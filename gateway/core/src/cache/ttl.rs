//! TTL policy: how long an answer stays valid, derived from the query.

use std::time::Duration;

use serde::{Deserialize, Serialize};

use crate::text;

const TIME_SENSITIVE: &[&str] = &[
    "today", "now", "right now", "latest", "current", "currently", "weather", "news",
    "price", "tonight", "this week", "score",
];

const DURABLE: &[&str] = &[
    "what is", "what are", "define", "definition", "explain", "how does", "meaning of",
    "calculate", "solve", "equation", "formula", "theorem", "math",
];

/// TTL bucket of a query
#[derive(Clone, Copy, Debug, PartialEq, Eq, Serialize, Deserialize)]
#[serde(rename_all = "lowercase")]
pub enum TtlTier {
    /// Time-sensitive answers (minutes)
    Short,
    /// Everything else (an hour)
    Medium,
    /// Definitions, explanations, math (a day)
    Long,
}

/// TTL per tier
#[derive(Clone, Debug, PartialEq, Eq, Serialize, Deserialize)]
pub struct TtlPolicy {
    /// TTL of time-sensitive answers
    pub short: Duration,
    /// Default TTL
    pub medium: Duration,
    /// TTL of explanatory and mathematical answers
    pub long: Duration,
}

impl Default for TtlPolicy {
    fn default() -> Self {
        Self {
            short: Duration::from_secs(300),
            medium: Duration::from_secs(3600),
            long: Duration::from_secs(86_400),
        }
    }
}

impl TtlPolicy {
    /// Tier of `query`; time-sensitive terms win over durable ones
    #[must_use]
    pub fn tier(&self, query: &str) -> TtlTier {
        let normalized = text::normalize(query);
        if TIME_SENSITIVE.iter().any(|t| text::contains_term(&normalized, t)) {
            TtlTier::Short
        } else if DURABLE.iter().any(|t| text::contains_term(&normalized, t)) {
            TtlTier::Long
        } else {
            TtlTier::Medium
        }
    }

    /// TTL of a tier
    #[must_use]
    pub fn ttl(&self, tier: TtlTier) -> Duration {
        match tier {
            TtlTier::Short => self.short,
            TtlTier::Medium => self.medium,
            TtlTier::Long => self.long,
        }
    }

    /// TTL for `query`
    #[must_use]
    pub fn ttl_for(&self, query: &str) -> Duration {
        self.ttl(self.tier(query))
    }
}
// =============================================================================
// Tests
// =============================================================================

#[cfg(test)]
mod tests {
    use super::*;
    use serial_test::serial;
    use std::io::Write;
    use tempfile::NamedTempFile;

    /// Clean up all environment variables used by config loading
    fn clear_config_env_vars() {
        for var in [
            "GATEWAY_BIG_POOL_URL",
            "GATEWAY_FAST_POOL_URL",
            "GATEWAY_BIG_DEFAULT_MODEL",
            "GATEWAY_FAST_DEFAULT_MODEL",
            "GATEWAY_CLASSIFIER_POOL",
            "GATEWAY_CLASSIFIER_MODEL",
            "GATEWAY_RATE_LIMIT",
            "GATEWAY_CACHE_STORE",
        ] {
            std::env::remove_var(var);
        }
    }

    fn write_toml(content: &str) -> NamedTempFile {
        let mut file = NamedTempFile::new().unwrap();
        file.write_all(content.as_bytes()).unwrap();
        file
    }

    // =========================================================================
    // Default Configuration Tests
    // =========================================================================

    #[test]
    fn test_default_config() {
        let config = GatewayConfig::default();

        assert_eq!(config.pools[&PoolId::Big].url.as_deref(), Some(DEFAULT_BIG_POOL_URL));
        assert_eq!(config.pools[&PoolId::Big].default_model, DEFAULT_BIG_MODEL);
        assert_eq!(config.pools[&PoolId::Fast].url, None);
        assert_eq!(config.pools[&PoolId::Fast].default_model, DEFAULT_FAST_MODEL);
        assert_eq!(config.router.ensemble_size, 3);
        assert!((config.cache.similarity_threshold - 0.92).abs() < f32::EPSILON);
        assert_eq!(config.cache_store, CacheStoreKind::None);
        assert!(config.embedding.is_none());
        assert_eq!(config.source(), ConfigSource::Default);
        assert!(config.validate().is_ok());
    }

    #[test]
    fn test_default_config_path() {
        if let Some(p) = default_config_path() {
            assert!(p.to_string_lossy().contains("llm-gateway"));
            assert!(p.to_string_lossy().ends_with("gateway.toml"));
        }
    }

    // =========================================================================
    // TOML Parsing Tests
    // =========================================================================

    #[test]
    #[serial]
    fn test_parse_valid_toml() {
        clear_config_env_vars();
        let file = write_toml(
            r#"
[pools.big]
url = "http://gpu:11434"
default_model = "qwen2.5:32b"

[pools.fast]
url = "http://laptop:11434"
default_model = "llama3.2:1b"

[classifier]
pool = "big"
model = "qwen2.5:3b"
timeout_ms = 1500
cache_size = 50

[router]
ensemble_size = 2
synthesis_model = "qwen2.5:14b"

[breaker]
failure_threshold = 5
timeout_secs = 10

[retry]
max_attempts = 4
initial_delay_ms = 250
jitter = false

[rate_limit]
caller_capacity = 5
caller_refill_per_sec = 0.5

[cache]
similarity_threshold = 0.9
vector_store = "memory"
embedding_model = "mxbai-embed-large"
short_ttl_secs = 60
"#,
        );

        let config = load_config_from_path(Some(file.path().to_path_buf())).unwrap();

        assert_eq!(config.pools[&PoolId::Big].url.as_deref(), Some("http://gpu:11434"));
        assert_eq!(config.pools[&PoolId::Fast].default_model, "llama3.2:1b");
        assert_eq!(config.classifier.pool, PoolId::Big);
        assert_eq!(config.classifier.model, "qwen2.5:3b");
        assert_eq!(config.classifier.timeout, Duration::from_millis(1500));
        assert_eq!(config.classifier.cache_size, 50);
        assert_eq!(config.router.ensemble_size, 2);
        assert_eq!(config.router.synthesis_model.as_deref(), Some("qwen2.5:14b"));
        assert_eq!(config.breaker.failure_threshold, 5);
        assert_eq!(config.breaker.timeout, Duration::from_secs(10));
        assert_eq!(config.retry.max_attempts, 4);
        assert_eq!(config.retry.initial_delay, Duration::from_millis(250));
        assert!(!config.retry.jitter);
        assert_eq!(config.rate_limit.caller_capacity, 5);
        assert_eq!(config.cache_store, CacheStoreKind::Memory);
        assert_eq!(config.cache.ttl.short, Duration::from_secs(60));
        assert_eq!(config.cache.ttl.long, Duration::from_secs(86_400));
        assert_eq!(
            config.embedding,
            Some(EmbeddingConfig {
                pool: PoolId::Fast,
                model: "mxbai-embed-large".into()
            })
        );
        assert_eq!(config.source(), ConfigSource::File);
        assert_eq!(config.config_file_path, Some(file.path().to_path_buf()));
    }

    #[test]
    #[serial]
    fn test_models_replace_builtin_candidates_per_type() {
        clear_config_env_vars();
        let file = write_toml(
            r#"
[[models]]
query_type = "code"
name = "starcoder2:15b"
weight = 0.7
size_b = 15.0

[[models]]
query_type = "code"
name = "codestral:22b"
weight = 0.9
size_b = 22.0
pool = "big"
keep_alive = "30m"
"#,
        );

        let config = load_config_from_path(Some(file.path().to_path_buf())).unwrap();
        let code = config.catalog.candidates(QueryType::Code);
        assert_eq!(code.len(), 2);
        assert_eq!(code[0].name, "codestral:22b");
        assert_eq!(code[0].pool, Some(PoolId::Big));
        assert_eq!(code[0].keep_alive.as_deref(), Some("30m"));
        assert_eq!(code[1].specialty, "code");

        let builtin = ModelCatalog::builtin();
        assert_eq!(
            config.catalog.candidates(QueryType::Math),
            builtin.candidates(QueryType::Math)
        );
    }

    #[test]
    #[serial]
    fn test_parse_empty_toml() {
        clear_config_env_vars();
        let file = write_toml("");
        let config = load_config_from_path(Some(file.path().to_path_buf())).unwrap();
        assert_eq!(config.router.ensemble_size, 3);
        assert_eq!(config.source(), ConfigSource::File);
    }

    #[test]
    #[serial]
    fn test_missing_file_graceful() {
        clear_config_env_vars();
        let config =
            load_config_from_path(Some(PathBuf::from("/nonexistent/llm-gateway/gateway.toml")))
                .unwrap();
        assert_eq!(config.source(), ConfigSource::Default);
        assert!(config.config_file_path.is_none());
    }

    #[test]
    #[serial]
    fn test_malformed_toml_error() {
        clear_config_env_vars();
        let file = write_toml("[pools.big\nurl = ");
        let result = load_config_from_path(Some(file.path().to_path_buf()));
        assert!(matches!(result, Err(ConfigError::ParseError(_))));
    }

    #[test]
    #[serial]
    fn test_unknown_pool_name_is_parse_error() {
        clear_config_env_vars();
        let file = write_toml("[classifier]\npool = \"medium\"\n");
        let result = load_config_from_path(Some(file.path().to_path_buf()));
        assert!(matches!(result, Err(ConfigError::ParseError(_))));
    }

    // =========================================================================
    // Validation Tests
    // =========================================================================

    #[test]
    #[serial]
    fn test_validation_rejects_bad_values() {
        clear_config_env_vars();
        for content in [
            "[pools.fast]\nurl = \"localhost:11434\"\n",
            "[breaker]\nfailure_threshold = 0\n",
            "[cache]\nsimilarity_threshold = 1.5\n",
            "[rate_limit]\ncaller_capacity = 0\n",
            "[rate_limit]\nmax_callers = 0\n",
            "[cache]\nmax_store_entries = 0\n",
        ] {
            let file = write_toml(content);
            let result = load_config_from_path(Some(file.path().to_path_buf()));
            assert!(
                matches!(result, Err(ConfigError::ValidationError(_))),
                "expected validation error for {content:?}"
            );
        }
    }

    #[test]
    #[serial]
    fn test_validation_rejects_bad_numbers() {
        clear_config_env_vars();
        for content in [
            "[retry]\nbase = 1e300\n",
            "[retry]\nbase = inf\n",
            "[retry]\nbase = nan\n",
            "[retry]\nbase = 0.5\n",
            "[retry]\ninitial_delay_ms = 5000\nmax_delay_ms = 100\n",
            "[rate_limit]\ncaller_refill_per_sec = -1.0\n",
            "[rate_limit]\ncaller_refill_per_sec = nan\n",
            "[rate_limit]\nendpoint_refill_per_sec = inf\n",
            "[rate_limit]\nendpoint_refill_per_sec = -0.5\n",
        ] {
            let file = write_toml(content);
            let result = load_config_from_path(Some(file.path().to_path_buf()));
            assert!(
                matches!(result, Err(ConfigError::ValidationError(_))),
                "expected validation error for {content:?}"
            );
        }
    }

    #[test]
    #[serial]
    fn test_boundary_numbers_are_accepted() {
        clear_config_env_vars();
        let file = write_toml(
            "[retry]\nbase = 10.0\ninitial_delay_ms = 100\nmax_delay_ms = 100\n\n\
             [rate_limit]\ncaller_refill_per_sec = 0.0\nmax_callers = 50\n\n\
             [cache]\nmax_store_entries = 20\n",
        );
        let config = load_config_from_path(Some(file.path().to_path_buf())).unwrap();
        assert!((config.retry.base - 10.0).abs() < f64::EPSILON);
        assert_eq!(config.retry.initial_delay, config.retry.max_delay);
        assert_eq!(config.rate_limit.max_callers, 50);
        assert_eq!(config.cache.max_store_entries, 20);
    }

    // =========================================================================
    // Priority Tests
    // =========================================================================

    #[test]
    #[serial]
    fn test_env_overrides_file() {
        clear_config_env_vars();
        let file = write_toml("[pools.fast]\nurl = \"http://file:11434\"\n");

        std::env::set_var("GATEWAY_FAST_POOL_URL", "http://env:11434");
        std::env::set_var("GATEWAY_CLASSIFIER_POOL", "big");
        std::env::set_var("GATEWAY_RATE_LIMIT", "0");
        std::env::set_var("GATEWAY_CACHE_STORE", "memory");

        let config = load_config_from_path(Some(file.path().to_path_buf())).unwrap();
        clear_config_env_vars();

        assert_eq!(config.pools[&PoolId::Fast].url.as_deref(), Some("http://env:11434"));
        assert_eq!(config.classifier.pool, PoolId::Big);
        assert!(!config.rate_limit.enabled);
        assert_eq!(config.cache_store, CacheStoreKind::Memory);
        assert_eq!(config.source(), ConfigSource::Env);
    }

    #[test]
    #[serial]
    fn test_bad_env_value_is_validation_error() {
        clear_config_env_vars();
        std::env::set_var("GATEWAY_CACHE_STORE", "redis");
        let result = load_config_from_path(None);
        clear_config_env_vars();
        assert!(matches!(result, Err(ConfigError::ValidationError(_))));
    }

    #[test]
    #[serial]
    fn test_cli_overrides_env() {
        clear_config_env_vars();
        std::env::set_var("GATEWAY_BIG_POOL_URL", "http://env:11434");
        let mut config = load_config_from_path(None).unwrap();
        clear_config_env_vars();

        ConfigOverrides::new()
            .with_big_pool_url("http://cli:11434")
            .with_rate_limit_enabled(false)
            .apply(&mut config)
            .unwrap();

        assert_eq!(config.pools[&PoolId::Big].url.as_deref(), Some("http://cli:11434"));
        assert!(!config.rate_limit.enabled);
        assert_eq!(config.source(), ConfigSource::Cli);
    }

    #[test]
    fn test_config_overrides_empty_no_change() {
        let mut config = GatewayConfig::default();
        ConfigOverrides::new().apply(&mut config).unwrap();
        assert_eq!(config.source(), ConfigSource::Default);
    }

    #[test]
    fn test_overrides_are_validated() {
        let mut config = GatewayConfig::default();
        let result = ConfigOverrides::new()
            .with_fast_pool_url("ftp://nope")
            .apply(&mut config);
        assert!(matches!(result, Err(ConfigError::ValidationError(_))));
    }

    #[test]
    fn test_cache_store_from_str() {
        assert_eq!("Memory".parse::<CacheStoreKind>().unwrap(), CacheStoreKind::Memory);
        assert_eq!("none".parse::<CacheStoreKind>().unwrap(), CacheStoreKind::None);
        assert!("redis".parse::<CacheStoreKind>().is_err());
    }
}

**TASK TO CARRY OUT:** Return every line from the entries that holds the string "QueryType".

**EXERCISE RESPONSE:**
        let code = config.catalog.candidates(QueryType::Code);
            config.catalog.candidates(QueryType::Math),
            builtin.candidates(QueryType::Math)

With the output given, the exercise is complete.